American journalist (died 1969)

Ned Brooks (died April 13, 1969) was an American television and radio journalist who was moderator of NBC's Meet the Press on television from 1953 until 1965, and earlier on radio. Brooks is the second-longest tenured moderator of the program, after Tim Russert.

==Early life==
Ned Brooks was born on August 13, 1901, in Kansas City, Missouri. He grew up in Warren, Ohio. He attended public schools in Warren. He graduated in 1924 from the journalism school at Ohio State University. He was a member of Phi Kappa Tau fraternity.

==Career==
Brooks was reporter, city editor and managing editor of Youngstown (Ohio) Telegram. He also reported for the Ohio State Journal. In 1932, he moved to Washington, D.C., and worked on Scripps–Howard newspapers.

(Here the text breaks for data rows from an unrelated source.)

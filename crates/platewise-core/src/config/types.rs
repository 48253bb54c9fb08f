//! Sub-configuration structs with their defaults.

use serde::{Deserialize, Serialize};

/// Which models to call and where they live.
#[derive(Debug, Clone, Serialize, Deserialize)]
#[serde(default)]
pub struct ModelsConfig {
    /// Base URL of a Hugging Face Inference API compatible endpoint
    pub endpoint: String,

    /// Bearer token for the endpoint (supports ${ENV_VAR} syntax)
    pub api_token: String,

    /// General food classifier (first slot)
    pub general: Option<String>,

    /// Regional / specialized classifier (second slot)
    pub regional: Option<String>,

    /// Any further classifiers, scored with the default weight
    pub additional: Vec<String>,

    /// Zero-shot re-ranking model
    pub zero_shot: Option<String>,
}

impl Default for ModelsConfig {
    fn default() -> Self {
        Self {
            endpoint: "https://api-inference.huggingface.co/models".to_string(),
            api_token: "${HF_TOKEN}".to_string(),
            general: Some("Jacques7103/Food-Recognition".to_string()),
            regional: Some("Utsav201247/food_recognition".to_string()),
            additional: vec![],
            zero_shot: Some("openai/clip-vit-base-patch32".to_string()),
        }
    }
}

impl ModelsConfig {
    /// Configured classifier ids in slot order. Empty ids are skipped.
    pub fn classifier_ids(&self) -> Vec<&str> {
        self.general
            .iter()
            .chain(self.regional.iter())
            .chain(self.additional.iter())
            .map(|id| id.trim())
            .filter(|id| !id.is_empty())
            .collect()
    }

    /// Configured zero-shot model id, if any.
    pub fn zero_shot_id(&self) -> Option<&str> {
        self.zero_shot
            .as_deref()
            .map(str::trim)
            .filter(|id| !id.is_empty())
    }
}

/// Aggregation settings.
#[derive(Debug, Clone, Serialize, Deserialize)]
#[serde(default)]
pub struct ScoringConfig {
    /// Predictions requested from each classifier
    pub top_k: usize,

    /// Predictions kept from the zero-shot model
    pub zero_shot_top_k: usize,

    /// Below this top confidence the headline becomes "A or B"
    pub confidence_threshold: f32,

    /// Maximum number of items in a result
    pub max_items: usize,

    /// Per-model weights
    pub weights: WeightsConfig,
}

impl Default for ScoringConfig {
    fn default() -> Self {
        Self {
            top_k: 5,
            zero_shot_top_k: 5,
            confidence_threshold: 0.55,
            max_items: 4,
            weights: WeightsConfig::default(),
        }
    }
}

/// Multipliers applied to raw model scores before merging.
///
/// Scores are not normalized across models, so these only make sense
/// relative to each other.
#[derive(Debug, Clone, Serialize, Deserialize)]
#[serde(default)]
pub struct WeightsConfig {
    /// First loaded classifier
    pub general: f32,

    /// Second loaded classifier
    pub regional: f32,

    /// Every classifier after the second
    pub default: f32,

    /// Zero-shot model
    pub zero_shot: f32,
}

impl Default for WeightsConfig {
    fn default() -> Self {
        Self {
            general: 0.6,
            regional: 0.6,
            default: 0.6,
            zero_shot: 1.1,
        }
    }
}

impl WeightsConfig {
    /// Weight for the classifier at `position` among the loaded classifiers.
    pub fn for_classifier(&self, position: usize) -> f32 {
        match position {
            0 => self.general,
            1 => self.regional,
            _ => self.default,
        }
    }
}

/// Limits protecting the service from problematic inputs and slow models.
#[derive(Debug, Clone, Serialize, Deserialize)]
#[serde(default)]
pub struct LimitsConfig {
    /// Maximum accepted image size in megabytes
    pub max_upload_mb: f64,

    /// Accept `image/webp` uploads
    pub allow_webp: bool,

    /// Decode timeout in milliseconds
    pub decode_timeout_ms: u64,

    /// Per model call timeout in milliseconds
    pub model_timeout_ms: u64,
}

impl Default for LimitsConfig {
    fn default() -> Self {
        Self {
            max_upload_mb: 8.0,
            allow_webp: true,
            decode_timeout_ms: 5000,
            model_timeout_ms: 30000,
        }
    }
}

impl LimitsConfig {
    /// Upload limit in bytes.
    pub fn max_upload_bytes(&self) -> usize {
        (self.max_upload_mb * 1024.0 * 1024.0) as usize
    }
}

/// HTTP server settings.
#[derive(Debug, Clone, Serialize, Deserialize)]
#[serde(default)]
pub struct ServerConfig {
    /// Bind address
    pub host: String,

    /// Listen port
    pub port: u16,

    /// Shared token expected in the `x-api-token` header (supports ${ENV_VAR} syntax)
    pub api_token: String,

    /// Comma-separated allowed CORS origins, `*` for any
    pub cors_origins: String,

    /// Build the estimator at startup instead of on the first request
    pub preload: bool,
}

impl Default for ServerConfig {
    fn default() -> Self {
        Self {
            host: "0.0.0.0".to_string(),
            port: 8100,
            api_token: "${AI_SHARED_TOKEN}".to_string(),
            cors_origins: "*".to_string(),
            preload: false,
        }
    }
}

/// Logging settings.
#[derive(Debug, Clone, Serialize, Deserialize)]
#[serde(default)]
pub struct LoggingConfig {
    /// Log level: error, warn, info, debug, trace
    pub level: String,

    /// Log format: "pretty" or "json"
    pub format: String,
}

impl Default for LoggingConfig {
    fn default() -> Self {
        Self {
            level: "info".to_string(),
            format: "pretty".to_string(),
        }
    }
}

/// Resolve `${ENV_VAR}` references in config strings.
///
/// Plain values pass through; empty values and unset variables yield `None`.
pub fn resolve_env_var(value: &str) -> Option<String> {
    if value.starts_with("${") && value.ends_with('}') {
        let var_name = &value[2..value.len() - 1];
        std::env::var(var_name).ok().filter(|v| !v.is_empty())
    } else if value.is_empty() {
        None
    } else {
        Some(value.to_string())
    }
}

He covered Congress for the newspaper until 1947. He joined the National Broadcasting Company and worked on the Three-Star Extra radio program. He was a moderator for the television and radio program Meet the Press. He retired in 1967. He was chairman of the standing committee of correspondents in Washington, D.C. He helped organize the Raymond Clapper Memorial Association.

Brooks wrote two books, Winning the Pacific and Inventory of America.

==Personal life==
Brooks married Mary Jeannot of Marysville, Ohio. He had one daughter, Mrs. Francis B. Donovan Jr. He lived in Chevy Chase, Maryland.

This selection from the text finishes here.